You see, so many aspects of life are complex, and don’t have clear answers. But if we ask the right questions we can at least find a way to move forwards with confidence and courage …

via Psychology Today by Raquel Tatar, Tammi Kral, and Caitlin Iverson

We are all born curious. As the world around us continues to change, so do the questions we have about it; our ability to flourish depends on us leaning into the wonders we have about the world within. One of the simplest ways to begin improving our well-being is to ask these fundamental questions: “What?” “How?” and “Why?”

The trait of curiosity is not just reserved for children—psychologists and neuroscientists from around the world have found that curiosity is a driving force for exploration and critical for healthy development and learning. Practicing curiosity is associated with enhanced psychological well-being, grit, subjective happiness, and meaning in life, as well as lower rates of depression and fewer negative emotions.

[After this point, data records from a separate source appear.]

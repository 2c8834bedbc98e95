//! # omrsheet-data
//!
//! Roster workbook reading for omrsheet: decode every worksheet of an
//! uploaded workbook into a header row plus data rows of raw cell values.
//!
//! ## Example
//!
//! ```rust,ignore
//! use omrsheet_data::{ExcelSource, RosterSource};
//!
//! let mut source = ExcelSource::open("roster.xlsx")?;
//! for name in source.sheet_names() {
//!     let table = source.read_sheet(&name)?;
//!     println!("{}: {} students", table.name, table.len());
//! }
//! ```

pub mod error;
pub mod sources;
pub mod table;

// Re-exports
pub use error::{DataError, Result};
pub use sources::{ExcelSource, RosterSource};
pub use table::{SheetRow, SheetTable};
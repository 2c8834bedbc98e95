//! omrsheet CLI - Command-line interface library
//!
//! This library provides the batch pipeline and commands behind the
//! `omrsheet` binary:
//! - Generate: roster workbook to a zip of per-worksheet PDFs
//! - Inspect: show resolved columns and tracks per worksheet
//! - Placeholders: write stand-in images for missing templates
//!
//! # Library Usage
//!
//! ```ignore
//! use omrsheet_cli::{run_batch, BatchContext, Settings};
//! use omrsheet_data::ExcelSource;
//!
//! let settings = Settings::default();
//! let context = BatchContext::load(&settings, "static".as_ref())?;
//! let mut source = ExcelSource::open("roster.xlsx")?;
//! let output = run_batch(&mut source, &context)?;
//! std::fs::write(&settings.output.archive_name, output.archive)?;
//! ```
//!
//! # Binary Usage
//!
//! ```bash
//! # Generate sheets using templates from ./static
//! omrsheet generate roster.xlsx --assets static --output sheets.zip
//!
//! # Check column detection before generating
//! omrsheet inspect roster.xlsx --format json
//! ```

pub mod app;
pub mod archive;
pub mod batch;
pub mod config;

// Re-export main entry point and types
pub use app::{generate_command, inspect_command, placeholders_command};
pub use app::{run_cli, OutputFormat};
pub use archive::{EntryName, OutputArchive};
pub use batch::{
    inspect_workbook, run_batch, BatchContext, BatchError, BatchOutput, BatchReport, PageReport,
    SheetReport, SheetSummary,
};
pub use config::{load_settings, Settings};
//! Batch orchestration
//!
//! Turns a roster workbook into an archive of sheet PDFs: each worksheet is
//! read, its columns resolved once, every row normalized and drawn on its
//! track's template, and the worksheet's pages written as one document.

use std::path::Path;

use omrsheet_core::diagnostics::codes;
use omrsheet_core::{
    safe_filename, ColumnMap, Diagnostic, Diagnostics, Field, Severity, StudentRecord, Track,
};
use omrsheet_data::{DataError, RosterSource};
use omrsheet_pdf::{render_sheet, ComposedPage, FontSet, PdfError, SheetComposer, TemplateSet};
use serde::Serialize;
use thiserror::Error;
use tracing::{debug, error, info, warn};

use crate::archive::OutputArchive;
use crate::config::Settings;

/// Errors that stop a batch run
#[derive(Debug, Error)]
pub enum BatchError {
    /// Neither template could be loaded
    #[error("Both OMR template images failed to load")]
    NoTemplates,

    /// The workbook itself could not be opened
    #[error(transparent)]
    Data(#[from] DataError),

    /// A configured font file could not be read
    #[error("Font loading failed: {0}")]
    Fonts(#[source] PdfError),

    /// A worksheet's pages could not be rendered
    #[error("Failed to render sheet '{sheet}': {source}")]
    Render {
        sheet: String,
        #[source]
        source: PdfError,
    },

    /// Error writing the output archive
    #[error("Archive error: {0}")]
    Archive(#[from] zip::result::ZipError),

    /// IO error
    #[error("IO error: {0}")]
    Io(#[from] std::io::Error),
}

impl BatchError {
    /// The run-level diagnostic for errors that have a stable code
    pub fn diagnostic(&self) -> Option<Diagnostic> {
        match self {
            BatchError::NoTemplates => Some(
                Diagnostic::error(
                    "Cannot proceed: both OMR template images failed to load. \
                     Fix the files in the assets directory and retry.",
                )
                .with_code(codes::NO_TEMPLATES),
            ),
            _ => None,
        }
    }
}

/// Immutable startup state shared by every run
pub struct BatchContext {
    templates: TemplateSet,
    fonts: FontSet,
    font_family: Vec<String>,
    extension: String,
}

impl BatchContext {
    /// Build a context from already-loaded parts
    pub fn new(templates: TemplateSet, fonts: FontSet, settings: &Settings) -> Self {
        Self {
            templates,
            fonts,
            font_family: settings.render.font_family.clone(),
            extension: settings.output.extension.clone(),
        }
    }

    /// Load templates and fonts named by the settings
    pub fn load(settings: &Settings, assets_dir: &Path) -> Result<Self, BatchError> {
        let assets = &settings.assets;
        let templates = TemplateSet::load(
            &assets.resolve(assets_dir, &assets.child_template),
            &assets.resolve(assets_dir, &assets.master_template),
        );

        let font_paths: Vec<_> = settings
            .render
            .fonts
            .iter()
            .map(|path| assets.resolve(assets_dir, path))
            .collect();
        let fonts = FontSet::load(&font_paths).map_err(BatchError::Fonts)?;

        Ok(Self::new(templates, fonts, settings))
    }

    /// The loaded templates
    pub fn templates(&self) -> &TemplateSet {
        &self.templates
    }
}

/// Outcome for one worksheet written to the archive
#[derive(Debug, Clone, Serialize)]
pub struct SheetReport {
    /// Worksheet name
    pub sheet: String,
    /// Archive entry name
    pub entry: String,
    /// Pages in order
    pub pages: Vec<PageReport>,
}

/// One generated page
#[derive(Debug, Clone, PartialEq, Eq, Serialize)]
pub struct PageReport {
    pub roll_no: String,
    pub track: Track,
}

impl From<ComposedPage> for PageReport {
    fn from(page: ComposedPage) -> Self {
        Self {
            roll_no: page.roll_no,
            track: page.track,
        }
    }
}

/// Summary of a whole run
#[derive(Debug, Clone, Default, Serialize)]
pub struct BatchReport {
    pub sheets: Vec<SheetReport>,
    pub diagnostics: Diagnostics,
}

Curiosity and Behavior Change

Scientists are paying much closer attention to the role that curiosity plays in behavior change, especially considering its role in mindfulness-based interventions. When we experience tension or disagreement with another person, it can be helpful for conflict resolution and bias reduction to wonder how their experiences may be shaping their beliefs and behavior. Curiosity is about continually stopping to ask questions. When those questions are open-ended and directed at our own thoughts and assumptions, we can gain insight and self-knowledge.

Here are some questions you can ask:

  • What factors in their everyday life could be influencing their reaction?
  • How do my experiences differ from theirs?
  • Why are they reacting this specific way?
  • How are my experiences influencing my perception of the situation?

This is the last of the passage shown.